I would arrange for a friend to hand the item over to his parents and ask them to pass it on.

That gets it out of your house, without the need for any contact between you and his family/him. If you decide to put a note in, emphasise that you will not entertain contact of any kind from him. But you don't need to tell him anything. The returned item says it all.

ThisOneLife · 06/07/2026 09:19

Post it to him but at his parents address. End of.

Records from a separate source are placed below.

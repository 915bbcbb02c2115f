//! Error types for the disbox library.

use thiserror::Error;

/// Main error type for disbox operations.
#[derive(Error, Debug)]
pub enum DisboxError {
    /// Caller passed a value of the wrong shape.
    #[error("Invalid argument: {0}")]
    InvalidArgument(String),

    /// Folder segment, file name or file id absent in the remote tree.
    #[error("Not found: {0}")]
    NotFound(String),

    /// A name resolved to a directory where a file was expected.
    #[error("{0} is not a file")]
    NotAFile(String),

    /// Network request error.
    #[error("Transfer error: {0}")]
    TransferError(#[from] reqwest::Error),

    /// HTTP request failed with status code.
    #[error("HTTP error: {0}")]
    HttpError(u16),

    /// Response was missing fields or had an unexpected shape.
    #[error("Malformed response: {0}")]
    MalformedResponse(String),

    /// JSON parsing error.
    #[error("JSON error: {0}")]
    JsonError(#[from] serde_json::Error),

    /// Metadata server rejected an update.
    #[error("Metadata update rejected with status {0}")]
    RemoteUpdate(u16),

    /// Target name is already taken.
    #[error("Already exists: {0}")]
    AlreadyExists(String),

    /// Local filesystem error.
    #[error("I/O error: {0}")]
    IoError(#[from] std::io::Error),

    /// Transfer stopped by the progress callback.
    #[error("Cancelled: {0}")]
    Cancelled(String),

    /// A spawned download task did not run to completion.
    #[error("Download task failed: {0}")]
    TaskFailed(String),
}

impl DisboxError {
    /// True for errors caused by an absent folder, file name or id.
    pub fn is_not_found(&self) -> bool {
        matches!(self, DisboxError::NotFound(_))
    }

    /// True for errors raised while talking to the metadata server or webhook.
    pub fn is_transfer(&self) -> bool {
        matches!(self, DisboxError::TransferError(_) | DisboxError::HttpError(_))
    }

    /// True when a server answered with something that could not be understood,
    /// whether it failed to parse as JSON or parsed but had the wrong shape.
    pub fn is_malformed(&self) -> bool {
        matches!(
            self,
            DisboxError::MalformedResponse(_) | DisboxError::JsonError(_)
        )
    }
}

/// Result type alias for disbox operations.
pub type Result<T> = std::result::Result<T, DisboxError>;
//! # disbox
//!
//! Async client library for DisBox storage, where file content lives as attachments on a
//! messaging webhook channel and a metadata server keeps the directory index.
//!
//! ## Features
//!
//! - **Browsing**: fetch the directory index, walk folder paths, look files up by id or name,
//!   list a folder's files or pick a random one.
//! - **Downloads**: reassemble a file from its chunk attachments in order, skipping files
//!   that already exist unless a re-download is forced.
//! - **Folder downloads**: download every file of a folder concurrently, with task starts
//!   spaced by a configurable interval and an optional concurrency cap.
//! - **Metadata updates**: rename files or merge arbitrary fields.
//! - **Progress tracking** with custom callbacks.
//!
//! Every call re-fetches the tree; nothing is cached between calls.
//!
//! ## Example
//!
//! ```no_run
//! use disbox::DisboxClient;
//!
//! # async fn example() -> disbox::Result<()> {
//! let client = DisboxClient::new("https://discord.com/api/webhooks/123/token")?;
//!
//! for file in client.list_files(Some("test folder")).await? {
//!     println!("{} ({})", file.name, disbox::format_size(file.size));
//! }
//!
//! client.download_folder("test folder", false).await?;
//! # Ok(())
//! # }
//! ```

pub mod api;
pub mod client;
pub mod config;
pub mod error;
pub mod fs;
pub mod http;
pub mod pacer;
pub mod progress;
pub mod size;

// Re-export commonly used types
pub use client::DisboxClient;
pub use config::ClientConfig;
pub use error::{DisboxError, Result};
pub use fs::{DirectoryNode, DownloadOutcome, FileEntry, FileRef, Node, NodeType};
pub use progress::{ProgressCallback, TransferProgress};
pub use size::format_size;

TheThingOnTheIce · 06/07/2026 09:22

I wouldn’t post it
he’ll receive it, claim he didn’t and then use that as an excuse to cause trouble again
drop it off with his parents

ExplodingSmittens · 06/07/2026 09:35

TheThingOnTheIce · 06/07/2026 09:22

I wouldn’t post it
he’ll receive it, claim he didn’t and then use that as an excuse to cause trouble again
drop it off with his parents

The OP could send it Signed For care of his Parents that way there is proof it was delivered. I wouldn’t send it to his home address, if he’s on hard drugs and that emotionally unstable you’ll never know if he got it or not.

I’m another poster hoping that you have access to some counselling and you’ve now blocked him on everything.

Having a camera that records is also a really good idea and I also agree with having a set statement if he does show up, something along the lines of “I’m not letting you in and if you don’t go I’ll call the Police”. I imagine if he is a drug user the last thing he’ll want is contact with the Police but you never know.

Have you changed your locks as well?